- [To do]: May I have the lines from the one containing "assert_relative_eq!(point.map_or(f64::NAN, |p| p.lon()), 102.0);" to the end of the entries, returned exactly and with nothing else?

- [Record extracts]:
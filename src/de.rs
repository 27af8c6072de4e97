use geozero::GeozeroDatasource;
use serde_json::Value;

use crate::{
    collector::GeozeroCollector,
    error::{Error, Result},
    FeatureCollection,
};

/// Decodes `GeoJSON` text into any of this crate's types.
///
/// The text is parsed into a generic JSON tree first, then handed to the typed
/// decoder, so failures keep their [`Error`] variant.
///
/// ```
/// use serde_geojson::{from_str, Feature, GeometryType};
///
/// let feature: Feature = from_str(
///     r#"{"type":"Feature","geometry":{"type":"Point","coordinates":[13.4,52.5]}}"#,
/// )
/// .unwrap();
///
/// assert_eq!(feature.geometry_type(), Some(GeometryType::Point));
/// ```
///
/// # Errors
///
/// Returns an error if the text is not JSON, or does not describe a valid value
/// of the target type (bad `id` kind, unknown geometry type, `type` mismatch).
pub fn from_str<T>(s: &str) -> Result<T>
where
    T: TryFrom<Value, Error = Error>,
{
    from_value(serde_json::from_str(s)?)
}

/// Decodes `GeoJSON` bytes; see [`from_str`].
///
/// # Errors
///
/// See [`from_str`].
pub fn from_slice<T>(v: &[u8]) -> Result<T>
where
    T: TryFrom<Value, Error = Error>,
{
    from_value(serde_json::from_slice(v)?)
}

/// Decodes a generic JSON tree; see [`from_str`].
///
/// # Errors
///
/// See [`from_str`].
pub fn from_value<T>(value: Value) -> Result<T>
where
    T: TryFrom<Value, Error = Error>,
{
    T::try_from(value)
}

/// Reads every feature of a `GeozeroDatasource` into a [`FeatureCollection`].
///
/// ```
/// use serde_geojson::from_datasource;
///
/// let geojson = r#"{
///     "type": "Feature",
///     "geometry": {"type": "Point", "coordinates": [13.4, 52.5]},
///     "properties": {"name": "Berlin"}
/// }"#;
///
/// let mut reader = geozero::geojson::GeoJsonReader(geojson.as_bytes());
/// let collection = from_datasource(&mut reader).unwrap();
///
/// assert_eq!(collection.features.len(), 1);
/// assert!(collection.features[0].as_point().is_some());
/// ```
///
/// # Errors
///
/// Returns an error if the datasource processing fails, or if it produces a
/// geometry that has no `GeoJSON` counterpart (a nested geometry collection).
pub fn from_datasource<S: GeozeroDatasource>(datasource: &mut S) -> Result<FeatureCollection> {
    let mut collector = GeozeroCollector::new();
    datasource.process(&mut collector)?;
    collector.finish()
}

#[cfg(test)]
mod test {
    use super::*;
    use crate::{Feature, Geometry, Point};
    use approx::assert_relative_eq;

    #[test]
    fn test_from_slice() -> Result<()> {
        let geometry: Geometry = from_slice(br#"{"type":"Point","coordinates":[1,2]}"#)?;
        assert_eq!(geometry, Geometry::Point(Point::from([1.0, 2.0])));
        Ok(())
    }

    #[test]
    fn test_malformed_input() {
        let err = from_str::<Feature>(r#"{"type":"Feature","#).unwrap_err();
        assert!(matches!(err, Error::Json(_)));
    }

    #[test]
    fn test_geojson() -> Result<()> {
        let geojson = r#"{
            "type": "FeatureCollection",
            "features": [
                {
                    "type": "Feature",
                    "geometry": {
                        "type": "Point",
                        "coordinates": [102.0, 0.5]
                    },
                    "properties": {
                        "name": "Test Point"
                    }
                },
                {
                    "type": "Feature",
                    "geometry": {
                        "type": "Polygon",
                        "coordinates": [[[100.0, 0.0], [101.0, 0.0], [101.0, 1.0], [100.0, 0.0]]]
                    },
                    "properties": {
                        "name": "Another Shape"
                    }
                }
            ]
        }"#;

        let mut reader = geozero::geojson::GeoJsonReader(geojson.as_bytes());
        let collection = from_datasource(&mut reader)?;

        assert_eq!(collection.features.len(), 2);

        let first = &collection.features[0];
        let point = first.as_point().map(Point::position);
        assert_relative_eq!(point.map_or(f64::NAN, |p| p.lon()), 102.0);
        assert_relative_eq!(point.map_or(f64::NAN, |p| p.lat()), 0.5);
        let name = first.properties.as_ref().and_then(|p| p.get("name"));
        assert_eq!(name, Some(&Value::from("Test Point")));

        let second = &collection.features[1];
        let ring = second.as_polygon().and_then(|p| p.exterior());
        assert_eq!(ring.map(|r| r.0.len()), Some(4));

        Ok(())
    }
}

- [Result of this exercise]:
        assert_relative_eq!(point.map_or(f64::NAN, |p| p.lon()), 102.0);
        assert_relative_eq!(point.map_or(f64::NAN, |p| p.lat()), 0.5);
        let name = first.properties.as_ref().and_then(|p| p.get("name"));
        assert_eq!(name, Some(&Value::from("Test Point")));

        let second = &collection.features[1];
        let ring = second.as_polygon().and_then(|p| p.exterior());
        assert_eq!(ring.map(|r| r.0.len()), Some(4));

        Ok(())
    }
}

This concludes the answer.